I realized these were not just what PNoy wanted. These were also what Tita Cory and Senator Ninoy wanted, and nurtured in him. And upon deeper reflection, these too were what our own parents wanted. These were the very same values and dreams that our parents taught us, and which, in our true, deep, uncynical self we know we treasure. 

So really it wasn’t just what PNoy wanted. It is, in fact, what we all wanted for our country, our people, our families. These are our values. These are our dreams. They are alive. Present tense. They are in each and everyone of you here. 

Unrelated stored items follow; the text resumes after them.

//! Integration tests for the recurring health probe: the flag tracks the
//! most recent probe outcome and stops changing after teardown. Uses a
//! minimal in-process HTTP server whose health flips on demand. No mocks.

use std::sync::atomic::{AtomicBool, AtomicUsize, Ordering};
use std::sync::{Arc, Mutex};
use std::time::Duration;

use axum::http::StatusCode;
use axum::routing::get;
use axum::Router;
use rag_chat_client::{ApiClient, HealthMonitor, SessionState};

/// Health endpoint controlled by a shared flag; counts probes as they
/// arrive.
async fn spawn_health_server() -> (String, Arc<AtomicBool>, Arc<AtomicUsize>) {
    let healthy = Arc::new(AtomicBool::new(true));
    let probes = Arc::new(AtomicUsize::new(0));
    let healthy_handler = healthy.clone();
    let probes_handler = probes.clone();
    let app = Router::new().route(
        "/health-check",
        get(move || {
            let healthy = healthy_handler.clone();
            let probes = probes_handler.clone();
            async move {
                probes.fetch_add(1, Ordering::SeqCst);
                if healthy.load(Ordering::SeqCst) {
                    StatusCode::OK
                } else {
                    StatusCode::SERVICE_UNAVAILABLE
                }
            }
        }),
    );
    let listener = tokio::net::TcpListener::bind("127.0.0.1:0").await.unwrap();
    let addr = listener.local_addr().unwrap();
    tokio::spawn(async move {
        axum::serve(listener, app).await.unwrap();
    });
    (format!("http://{}", addr), healthy, probes)
}

fn dead_base_url() -> String {
    let listener = std::net::TcpListener::bind("127.0.0.1:0").unwrap();
    let addr = listener.local_addr().unwrap();
    drop(listener);
    format!("http://{}", addr)
}

/// Poll `condition` every 10ms until it holds or `timeout` elapses.
async fn wait_for(mut condition: impl FnMut() -> bool, timeout: Duration) -> bool {
    let deadline = tokio::time::Instant::now() + timeout;
    while tokio::time::Instant::now() < deadline {
        if condition() {
            return true;
        }
        tokio::time::sleep(Duration::from_millis(10)).await;
    }
    condition()
}

#[tokio::test]
async fn probe_marks_online_after_first_success() {
    let (base, _healthy, _probes) = spawn_health_server().await;
    let state = Arc::new(Mutex::new(SessionState::new()));

    let monitor = HealthMonitor::start(
        ApiClient::new(&base),
        state.clone(),
        Duration::from_millis(50),
    );

    let online = wait_for(
        || state.lock().unwrap().is_server_online(),
        Duration::from_secs(2),
    )
    .await;
    assert!(online, "first probe should mark the server online");

    monitor.stop();
}

#[tokio::test]
async fn probe_tracks_most_recent_outcome() {
    let (base, healthy, _probes) = spawn_health_server().await;
    let state = Arc::new(Mutex::new(SessionState::new()));

    let monitor = HealthMonitor::start(
        ApiClient::new(&base),
        state.clone(),
        Duration::from_millis(50),
    );

    assert!(
        wait_for(
            || state.lock().unwrap().is_server_online(),
            Duration::from_secs(2)
        )
        .await
    );

    // Server degrades: the flag follows within one interval.
    healthy.store(false, Ordering::SeqCst);
    assert!(
        wait_for(
            || !state.lock().unwrap().is_server_online(),
            Duration::from_secs(2)
        )
        .await,
        "flag should flip offline after the server degrades"
    );

    // And recovers.
    healthy.store(true, Ordering::SeqCst);
    assert!(
        wait_for(
            || state.lock().unwrap().is_server_online(),
            Duration::from_secs(2)
        )
        .await,
        "flag should flip back online after the server recovers"
    );

    monitor.stop();
}

#[tokio::test]
async fn probe_marks_offline_when_unreachable() {
    let state = Arc::new(Mutex::new(SessionState::new()));
    // Start from online so the probe outcome is observable.
    state.lock().unwrap().set_server_online(true);

    let monitor = HealthMonitor::start(
        ApiClient::new(&dead_base_url()),
        state.clone(),
        Duration::from_millis(50),
    );

    assert!(
        wait_for(
            || !state.lock().unwrap().is_server_online(),
            Duration::from_secs(2)
        )
        .await,
        "unreachable server should read as offline"
    );

    monitor.stop();
}

#[tokio::test]
async fn probe_leaves_transcript_and_pending_untouched() {
    let (base, _healthy, probes) = spawn_health_server().await;
    let state = Arc::new(Mutex::new(SessionState::new()));

    let monitor = HealthMonitor::start(
        ApiClient::new(&base),
        state.clone(),
        Duration::from_millis(50),
    );

    assert!(wait_for(|| probes.load(Ordering::SeqCst) >= 3, Duration::from_secs(2)).await);

    let state = state.lock().unwrap();
    assert!(state.transcript().is_empty());
    assert!(state.show_welcome());
    assert!(!state.is_pending());
    assert_eq!(state.draft(), "");

    monitor.stop();
}

#[tokio::test]
async fn stopping_the_monitor_stops_probe_driven_changes() {
    let (base, healthy, probes) = spawn_health_server().await;
    let state = Arc::new(Mutex::new(SessionState::new()));

    let monitor = HealthMonitor::start(
        ApiClient::new(&base),
        state.clone(),
        Duration::from_millis(50),
    );

    assert!(
        wait_for(
            || state.lock().unwrap().is_server_online(),
            Duration::from_secs(2)
        )
        .await
    );

    monitor.stop();
    // Let any in-flight probe drain before flipping the server.
    tokio::time::sleep(Duration::from_millis(200)).await;
    let probes_at_stop = probes.load(Ordering::SeqCst);
    healthy.store(false, Ordering::SeqCst);

    tokio::time::sleep(Duration::from_millis(400)).await;
    assert_eq!(
        probes.load(Ordering::SeqCst),
        probes_at_stop,
        "no probes issued after stop"
    );
    assert!(
        state.lock().unwrap().is_server_online(),
        "no probe-driven state change after stop"
    );
}

#[tokio::test]
async fn dropping_the_monitor_stops_probe_driven_changes() {
    let (base, healthy, probes) = spawn_health_server().await;
    let state = Arc::new(Mutex::new(SessionState::new()));

    let monitor = HealthMonitor::start(
        ApiClient::new(&base),
        state.clone(),
        Duration::from_millis(50),
    );

    assert!(
        wait_for(
            || state.lock().unwrap().is_server_online(),
            Duration::from_secs(2)
        )
        .await
    );

    drop(monitor);
    tokio::time::sleep(Duration::from_millis(200)).await;
    let probes_after_drop = probes.load(Ordering::SeqCst);
    healthy.store(false, Ordering::SeqCst);

    tokio::time::sleep(Duration::from_millis(400)).await;
    assert_eq!(probes.load(Ordering::SeqCst), probes_after_drop);
    assert!(state.lock().unwrap().is_server_online());
}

Pnoy was a comet with a single purpose. Like those very highly engineered, special precision stereo systems that he loved, or target pistols, or super roadsters. They were all highly engineered instruments. They were impractical for everyday life but when given time and space and need, wow, they perform magnificently. Pnoy was like that. 

He was a unique, high precision instrument. His purpose was to lead us and our nation during a difficult time, and he served so well the whole world noticed. We were respected. He left things so much better than how he found them. He didn’t kick problems down the road for somebody else to solve. He preserved and protected the nation. 

Having served his purpose, God has taken him back. 

Sir, it is my honor, as I’m sure for everyone else here, to have been in the foxhole with you. Thank you very much for the opportunity to serve. Thank you for your leadership and your example. Thank you for the memories. 

In the end, Rene having broken the ice, with a paraphrase with a line from a song that is often heard in these grounds: win or lose, it’s the Philippines we choose.